_TASK_: Check every line of the data for the string "bitmaps" and copy the ones that have it.

_RECORD SET_:
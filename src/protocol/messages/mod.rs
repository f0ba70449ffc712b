//! Display protocol messages: identifiers, sub-command codes, and the decoded
//! [`Command`] set carried in 8-byte payloads.
//!
//! Requests share one identifier and select the operation with payload byte
//! 0. Raw screen writes use their own identifiers and carry 8 bitmap bytes.
//! Every identifier is qualified with the addressed node in bits 20..=23.
use crate::core::ColorSelect;
use crate::error::{CanIdBuildError, CommandError};
use crate::protocol::transport::can_frame::{CanFrame, FrameKind};
use crate::protocol::transport::can_id::CanId;

//==================================================================================IDENTIFIERS
/// Presence announcement sent by each node under its own address.
pub const ONBUS_ID: u32 = 0x1000_0001;
/// Shared request identifier (sub-command in byte 0).
pub const REQUEST_ID: u32 = 0x1000_0002;
/// Answers to requests.
pub const ANSWER_ID: u32 = 0x1000_0003;
/// Firmware upgrade, host to node.
pub const UPGRADE_RX_ID: u32 = 0x1000_0004;
/// Raw overwrite of the red bitmap.
pub const SET_RED_SCREEN_ID: u32 = 0x1000_0005;
/// Raw overwrite of the green bitmap.
pub const SET_GREEN_SCREEN_ID: u32 = 0x1000_0006;
/// Firmware upgrade, node to host.
pub const UPGRADE_TX_ID: u32 = 0x1000_0007;

/// Identifiers accepted by the node, installed one per filter bank.
pub const FILTER_BASE_IDS: [u32; 7] = [
    ONBUS_ID,
    REQUEST_ID,
    ANSWER_ID,
    UPGRADE_RX_ID,
    SET_RED_SCREEN_ID,
    SET_GREEN_SCREEN_ID,
    UPGRADE_TX_ID,
];

/// Filter mask: every identifier bit must match.
pub const FILTER_EXACT_MASK: u32 = 0x1FFF_FFFF;

//==================================================================================COMMAND_CODES
pub const CMD_SET_SYMBOL: u8 = 0x01;
pub const CMD_SET_SYMBOL_PATTERN_1: u8 = 0x02;
pub const CMD_SET_SYMBOL_PATTERN_2: u8 = 0x03;
pub const CMD_DYN_SYMBOL_SET1: u8 = 0x04;
pub const CMD_DYN_SYMBOL_SET2: u8 = 0x05;
pub const CMD_DYN_SYMBOL_SET3: u8 = 0x06;
pub const CMD_DYN_SYMBOL_SET4: u8 = 0x07;

//==================================================================================COMMAND
/// Which four rows of a glyph a pattern command carries.
#[derive(Debug, Clone, Copy, PartialEq, Eq)]
#[cfg_attr(feature = "defmt", derive(defmt::Format))]
pub enum PatternHalf {
    /// Rows 0..=3.
    Upper,
    /// Rows 4..=7.
    Lower,
}

impl PatternHalf {
    /// First row written by this half.
    pub const fn first_row(self) -> usize {
        match self {
            PatternHalf::Upper => 0,
            PatternHalf::Lower => 4,
        }
    }
}

/// Decoded display command.
#[derive(Debug, Clone, Copy, PartialEq, Eq)]
#[cfg_attr(feature = "defmt", derive(defmt::Format))]
pub enum Command {
    /// Replace static content with a glyph.
    SetSymbol { code: u8, color: ColorSelect },
    /// Overwrite four rows of a glyph in the mutable table.
    SetSymbolPattern {
        glyph: u8,
        half: PatternHalf,
        rows: [u8; 4],
    },
    /// Stage glyph, period and step count of an animated symbol.
    DynSymbolSet1 { glyph: u8, period: u16, steps: u16 },
    /// Stage the per-step velocity.
    DynSymbolSet2 { dx: i16, dy: i16 },
    /// Stage the origin.
    DynSymbolSet3 { start_x: i16, start_y: i16 },
    /// Commit the staged animated symbol into the selected channel(s).
    DynSymbolSet4 { color: ColorSelect },
    /// Overwrite the red bitmap.
    SetRedScreen([u8; 8]),
    /// Overwrite the green bitmap.
    SetGreenScreen([u8; 8]),
}

impl Command {
    /// Decode a received frame. The node address bits of the identifier are ignored.
    pub fn decode(frame: &CanFrame) -> Result<Self, CommandError> {
        let data = &frame.data;
        match frame.id.base() {
            REQUEST_ID => {
                if frame.kind == FrameKind::Remote || frame.len == 0 {
                    return Err(CommandError::InvalidLength { len: 0 });
                }
                let code = data[0];
                let needed = match code {
                    CMD_SET_SYMBOL => 3,
                    CMD_SET_SYMBOL_PATTERN_1 | CMD_SET_SYMBOL_PATTERN_2 => 8,
                    CMD_DYN_SYMBOL_SET1 | CMD_DYN_SYMBOL_SET2 | CMD_DYN_SYMBOL_SET3 => 6,
                    CMD_DYN_SYMBOL_SET4 => 2,
                    _ => return Err(CommandError::UnknownCommand { code }),
                };
                if frame.len < needed {
                    return Err(CommandError::InvalidLength { len: frame.len });
                }
                Self::decode_request(code, data)
            }
            SET_RED_SCREEN_ID => Ok(Command::SetRedScreen(full_payload(frame)?)),
            SET_GREEN_SCREEN_ID => Ok(Command::SetGreenScreen(full_payload(frame)?)),
            _ => Err(CommandError::UnknownIdentifier { id: frame.id.0 }),
        }
    }

    fn decode_request(code: u8, data: &[u8; 8]) -> Result<Self, CommandError> {
        let word = |at: usize| u16::from_le_bytes([data[at], data[at + 1]]);
        let command = match code {
            CMD_SET_SYMBOL => Command::SetSymbol {
                code: data[1],
                color: color(data[2])?,
            },
            CMD_SET_SYMBOL_PATTERN_1 | CMD_SET_SYMBOL_PATTERN_2 => Command::SetSymbolPattern {
                glyph: data[1],
                half: if code == CMD_SET_SYMBOL_PATTERN_1 {
                    PatternHalf::Upper
                } else {
                    PatternHalf::Lower
                },
                rows: [data[4], data[5], data[6], data[7]],
            },
            CMD_DYN_SYMBOL_SET1 => Command::DynSymbolSet1 {
                glyph: data[1],
                period: word(2),
                steps: word(4),
            },
            CMD_DYN_SYMBOL_SET2 => Command::DynSymbolSet2 {
                dx: word(2) as i16,
                dy: word(4) as i16,
            },
            CMD_DYN_SYMBOL_SET3 => Command::DynSymbolSet3 {
                start_x: word(2) as i16,
                start_y: word(4) as i16,
            },
            CMD_DYN_SYMBOL_SET4 => Command::DynSymbolSet4 {
                color: color(data[1])?,
            },
            _ => return Err(CommandError::UnknownCommand { code }),
        };
        Ok(command)
    }

    /// Identifier base this command travels under.
    pub const fn base_id(&self) -> u32 {
        match self {
            Command::SetRedScreen(_) => SET_RED_SCREEN_ID,
            Command::SetGreenScreen(_) => SET_GREEN_SCREEN_ID,
            _ => REQUEST_ID,
        }
    }

    /// Serialize into the 8-byte payload layout.
    pub fn encode(&self) -> [u8; 8] {
        let mut data = [0u8; 8];
        let put_word = |data: &mut [u8; 8], at: usize, value: u16| {
            data[at..at + 2].copy_from_slice(&value.to_le_bytes());
        };
        match *self {
            Command::SetSymbol { code, color } => {
                data[0] = CMD_SET_SYMBOL;
                data[1] = code;
                data[2] = color.code();
            }
            Command::SetSymbolPattern { glyph, half, rows } => {
                data[0] = match half {
                    PatternHalf::Upper => CMD_SET_SYMBOL_PATTERN_1,
                    PatternHalf::Lower => CMD_SET_SYMBOL_PATTERN_2,
                };
                data[1] = glyph;
                data[4..8].copy_from_slice(&rows);
            }
            Command::DynSymbolSet1 {
                glyph,
                period,
                steps,
            } => {
                data[0] = CMD_DYN_SYMBOL_SET1;
                data[1] = glyph;
                put_word(&mut data, 2, period);
                put_word(&mut data, 4, steps);
            }
            Command::DynSymbolSet2 { dx, dy } => {
                data[0] = CMD_DYN_SYMBOL_SET2;
                put_word(&mut data, 2, dx as u16);
                put_word(&mut data, 4, dy as u16);
            }
            Command::DynSymbolSet3 { start_x, start_y } => {
                data[0] = CMD_DYN_SYMBOL_SET3;
                put_word(&mut data, 2, start_x as u16);
                put_word(&mut data, 4, start_y as u16);
            }
            Command::DynSymbolSet4 { color } => {
                data[0] = CMD_DYN_SYMBOL_SET4;
                data[1] = color.code();
            }
            Command::SetRedScreen(rows) | Command::SetGreenScreen(rows) => data = rows,
        }
        data
    }

    /// Build the frame addressed to `node`.
    pub fn to_frame(&self, node: u8) -> Result<CanFrame, CanIdBuildError> {
        let id = CanId::builder(self.base_id()).with_node(node).build()?;
        Ok(CanFrame::extended(id, &self.encode()))
    }
}

fn color(code: u8) -> Result<ColorSelect, CommandError> {
    ColorSelect::from_code(code).ok_or(CommandError::InvalidColor { code })
}

fn full_payload(frame: &CanFrame) -> Result<[u8; 8], CommandError> {
    if frame.len < 8 {
        return Err(CommandError::InvalidLength { len: frame.len });
    }
    Ok(frame.data)
}

/// Zero-length presence frame for `node`.
pub fn presence_frame(node: u8) -> Result<CanFrame, CanIdBuildError> {
    let id = CanId::builder(ONBUS_ID).with_node(node).build()?;
    Ok(CanFrame::extended(id, &[]))
}

//==================================================================================TESTS
#[cfg(test)]
#[path = "tests.rs"]
mod tests;
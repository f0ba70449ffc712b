//! Display pipeline: bitmap buffers, glyphs, animation, rotation, row scan
//! and the idle demo.
//!
//! [`DisplayContext`] is the single owner of the two channel bitmaps, their
//! animations and the mutable glyph table. The receive task writes into it
//! through the command router while the main loop scans it; each operation
//! takes the lock once, so a row is never observed half-written, but a frame
//! may show rows from before and after a command.
pub mod animation;
pub mod glyphs;
pub mod idle;
pub mod rotation;
pub mod scan;

use core::cell::RefCell;
use core::sync::atomic::{AtomicBool, Ordering};

use critical_section::Mutex;

use crate::core::{Channel, ColorSelect};
use animation::{AnimatedSymbol, AnimationConfig};
use glyphs::{Bitmap, GlyphTable, RemapTable};

struct DisplayState {
    screens: [Bitmap; 2],
    animations: [AnimatedSymbol; 2],
    glyphs: GlyphTable,
}

/// Shared display state.
pub struct DisplayContext {
    state: Mutex<RefCell<DisplayState>>,
    idle_mode: AtomicBool,
    remap: RemapTable,
}

impl Default for DisplayContext {
    fn default() -> Self {
        Self::new(RemapTable::IDENTITY)
    }
}

impl DisplayContext {
    /// Blank screens, no animation, built-in font, idle mode off.
    pub const fn new(remap: RemapTable) -> Self {
        Self {
            state: Mutex::new(RefCell::new(DisplayState {
                screens: [[0; 8]; 2],
                animations: [AnimatedSymbol::DISABLED; 2],
                glyphs: GlyphTable::new(),
            })),
            idle_mode: AtomicBool::new(false),
            remap,
        }
    }

    fn with_state<R>(&self, f: impl FnOnce(&mut DisplayState) -> R) -> R {
        critical_section::with(|cs| f(&mut self.state.borrow_ref_mut(cs)))
    }

    pub fn remap(&self) -> &RemapTable {
        &self.remap
    }

    pub fn idle_mode(&self) -> bool {
        self.idle_mode.load(Ordering::Acquire)
    }

    pub fn set_idle_mode(&self, enabled: bool) {
        self.idle_mode.store(enabled, Ordering::Release);
    }

    //==============================================================================WRITES
    /// Show glyph `code` (after remapping) on the selected channels, stopping
    /// their animations. Out-of-range glyphs are ignored; returns whether
    /// anything was written.
    pub fn set_symbol(&self, code: u8, color: ColorSelect) -> bool {
        let index = self.remap.resolve(code);
        self.with_state(|state| {
            let Some(glyph) = state.glyphs.get(index).copied() else {
                return false;
            };
            for channel in Channel::ALL {
                if color.includes(channel) {
                    state.animations[channel.index()].disable();
                    state.screens[channel.index()] = glyph;
                }
            }
            true
        })
    }

    /// Overwrite one channel bitmap, stopping its animation.
    pub fn load_channel(&self, channel: Channel, rows: &Bitmap) {
        self.with_state(|state| {
            state.animations[channel.index()].disable();
            state.screens[channel.index()] = *rows;
        })
    }

    /// Start an animation on the selected channels. Ignored when the glyph
    /// index is outside the table.
    pub fn set_animated_symbol(&self, config: &AnimationConfig, color: ColorSelect) -> bool {
        self.with_state(|state| {
            if state.glyphs.get(config.glyph).is_none() {
                return false;
            }
            for channel in Channel::ALL {
                if color.includes(channel) {
                    state.animations[channel.index()].configure(config);
                }
            }
            true
        })
    }

    /// Overwrite four rows of a glyph in the mutable table.
    pub fn write_glyph_rows(&self, glyph: u8, first_row: usize, rows: &[u8; 4]) -> bool {
        self.with_state(|state| state.glyphs.write_rows(glyph, first_row, rows))
    }

    /// Advance both channel animations by one frame.
    pub fn tick_animations(&self) {
        self.with_state(|state| {
            let DisplayState {
                screens,
                animations,
                glyphs,
            } = state;
            for (screen, animation) in screens.iter_mut().zip(animations.iter_mut()) {
                if let Some(glyph) = glyphs.get(animation.config().glyph) {
                    animation.tick(screen, glyph);
                }
            }
        })
    }

    //==============================================================================READS
    pub fn screen(&self, channel: Channel) -> Bitmap {
        self.with_state(|state| state.screens[channel.index()])
    }

    /// Red and green bitmaps read under one lock.
    pub fn snapshot(&self) -> (Bitmap, Bitmap) {
        self.with_state(|state| {
            (
                state.screens[Channel::Red.index()],
                state.screens[Channel::Green.index()],
            )
        })
    }

    pub fn animation(&self, channel: Channel) -> AnimatedSymbol {
        self.with_state(|state| state.animations[channel.index()])
    }

    pub fn glyph(&self, index: u8) -> Option<Bitmap> {
        self.with_state(|state| state.glyphs.get(index).copied())
    }
}
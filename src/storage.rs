//! Local persistence, file export/import, and the CSV standings report.
//!
//! The whole tournament is one JSON document. The same snapshot shape is
//! used for the autosaved state file and for user-facing export downloads;
//! import accepts anything with a player list and a game list and rejects
//! the rest without touching current state.

use crate::logic::compute_standings;
use crate::models::{normalize_games, Game, GroupLabel, Player, PlayerId, Tournament};
use chrono::{DateTime, Utc};
use serde::{Deserialize, Serialize};
use std::collections::HashSet;
use std::fs;
use std::io;
use std::path::Path;

/// Bumped when the snapshot shape changes; older state files are discarded
/// on load rather than misread.
pub const STATE_VERSION: u32 = 1;

/// Errors from persistence and import/export.
#[derive(Debug)]
pub enum StorageError {
    Io(io::Error),
    Parse(serde_json::Error),
    /// Imported file has no player list.
    MissingPlayers,
    /// Imported file has no game list.
    MissingGames,
    Csv(csv::Error),
}

impl std::fmt::Display for StorageError {
    fn fmt(&self, f: &mut std::fmt::Formatter<'_>) -> std::fmt::Result {
        match self {
            StorageError::Io(e) => write!(f, "File error: {}", e),
            StorageError::Parse(e) => write!(f, "Could not read tournament file: {}", e),
            StorageError::MissingPlayers => write!(f, "Invalid tournament file: no player list"),
            StorageError::MissingGames => write!(f, "Invalid tournament file: no game list"),
            StorageError::Csv(e) => write!(f, "Report error: {}", e),
        }
    }
}

impl From<io::Error> for StorageError {
    fn from(e: io::Error) -> Self {
        StorageError::Io(e)
    }
}

impl From<serde_json::Error> for StorageError {
    fn from(e: serde_json::Error) -> Self {
        StorageError::Parse(e)
    }
}

impl From<csv::Error> for StorageError {
    fn from(e: csv::Error) -> Self {
        StorageError::Csv(e)
    }
}

/// Serialized snapshot: the state file on disk and the export download.
#[derive(Serialize)]
struct StateSnapshot<'a> {
    version: u32,
    exported_at: DateTime<Utc>,
    players: &'a [Player],
    unavailable: &'a HashSet<PlayerId>,
    games: &'a [Game],
}

impl<'a> StateSnapshot<'a> {
    fn of(tournament: &'a Tournament) -> Self {
        Self {
            version: STATE_VERSION,
            exported_at: Utc::now(),
            players: &tournament.players,
            unavailable: &tournament.unavailable,
            games: &tournament.games,
        }
    }
}

/// Incoming snapshot, with every field optional so validation can report
/// what is missing instead of a generic parse failure.
#[derive(Deserialize)]
struct RawSnapshot {
    #[serde(default)]
    version: Option<u32>,
    #[serde(default)]
    players: Option<Vec<Player>>,
    #[serde(default)]
    unavailable: Option<HashSet<PlayerId>>,
    #[serde(default)]
    games: Option<Vec<Game>>,
}

impl RawSnapshot {
    fn into_tournament(self) -> Result<Tournament, StorageError> {
        let players = self.players.ok_or(StorageError::MissingPlayers)?;
        let games = self.games.ok_or(StorageError::MissingGames)?;
        Ok(Tournament {
            players,
            unavailable: self.unavailable.unwrap_or_default(),
            games: normalize_games(games),
        })
    }
}

/// Export the current state as pretty JSON (with version and timestamp).
pub fn export_json(tournament: &Tournament) -> Result<String, StorageError> {
    Ok(serde_json::to_string_pretty(&StateSnapshot::of(tournament))?)
}

/// Dated download name for an export, e.g. `tournament-2026-01-17.json`.
pub fn export_filename() -> String {
    format!("tournament-{}.json", Utc::now().format("%Y-%m-%d"))
}

/// Parse an imported file. Requires a player list and a game list; a
/// missing unavailable set defaults to empty, and the game list is padded
/// to the fixed 6-game shape.
pub fn import_state(text: &str) -> Result<Tournament, StorageError> {
    let raw: RawSnapshot = serde_json::from_str(text)?;
    raw.into_tournament()
}

/// Write the state file (autosaved after every successful mutation).
pub fn save(tournament: &Tournament, path: &Path) -> Result<(), StorageError> {
    fs::write(path, export_json(tournament)?)?;
    Ok(())
}

/// Load the state file, falling back to a fresh tournament when the file
/// is absent, unreadable, or from a different snapshot version. Never
/// fails: a scorekeeping night should start even with a bad save.
pub fn load_or_default(path: &Path) -> Tournament {
    let raw = match fs::read_to_string(path) {
        Ok(raw) => raw,
        Err(e) if e.kind() == io::ErrorKind::NotFound => return Tournament::new(),
        Err(e) => {
            log::warn!("Could not read state file {}: {}", path.display(), e);
            return Tournament::new();
        }
    };
    let snapshot: RawSnapshot = match serde_json::from_str(&raw) {
        Ok(snapshot) => snapshot,
        Err(e) => {
            log::warn!("Discarding unreadable state file {}: {}", path.display(), e);
            return Tournament::new();
        }
    };
    if snapshot.version.unwrap_or(STATE_VERSION) != STATE_VERSION {
        log::warn!(
            "Discarding state file {} with unsupported version",
            path.display()
        );
        return Tournament::new();
    }
    match snapshot.into_tournament() {
        Ok(tournament) => tournament,
        Err(e) => {
            log::warn!("Discarding incomplete state file {}: {}", path.display(), e);
            Tournament::new()
        }
    }
}

/// One row of the standings report.
#[derive(Serialize)]
struct ReportRow<'a> {
    game: &'a str,
    group: &'static str,
    player: &'a str,
    played: u32,
    won: u32,
    drawn: u32,
    lost: u32,
    goals_for: u32,
    goals_against: u32,
    goal_difference: i64,
    points: u32,
}

/// Render every group table across all games as CSV, ranked as displayed.
pub fn standings_csv(tournament: &Tournament) -> Result<String, StorageError> {
    let mut writer = csv::Writer::from_writer(Vec::new());
    for game in &tournament.games {
        for label in GroupLabel::ALL {
            let standings = compute_standings(
                game.group(label),
                game.group_fixtures(label),
                &tournament.unavailable,
            );
            for standing in &standings {
                writer.serialize(ReportRow {
                    game: &game.name,
                    group: label.as_str(),
                    player: tournament.player_name(standing.player),
                    played: standing.played,
                    won: standing.won,
                    drawn: standing.drawn,
                    lost: standing.lost,
                    goals_for: standing.goals_for,
                    goals_against: standing.goals_against,
                    goal_difference: standing.goal_difference(),
                    points: standing.points,
                })?;
            }
        }
    }
    let bytes = writer
        .into_inner()
        .map_err(|e| io::Error::new(io::ErrorKind::Other, e.to_string()))?;
    String::from_utf8(bytes)
        .map_err(|e| StorageError::Io(io::Error::new(io::ErrorKind::InvalidData, e)))
}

_EXERCISE SOLUTION_:
//! [`DisplayContext`] is the single owner of the two channel bitmaps, their
    /// Red and green bitmaps read under one lock.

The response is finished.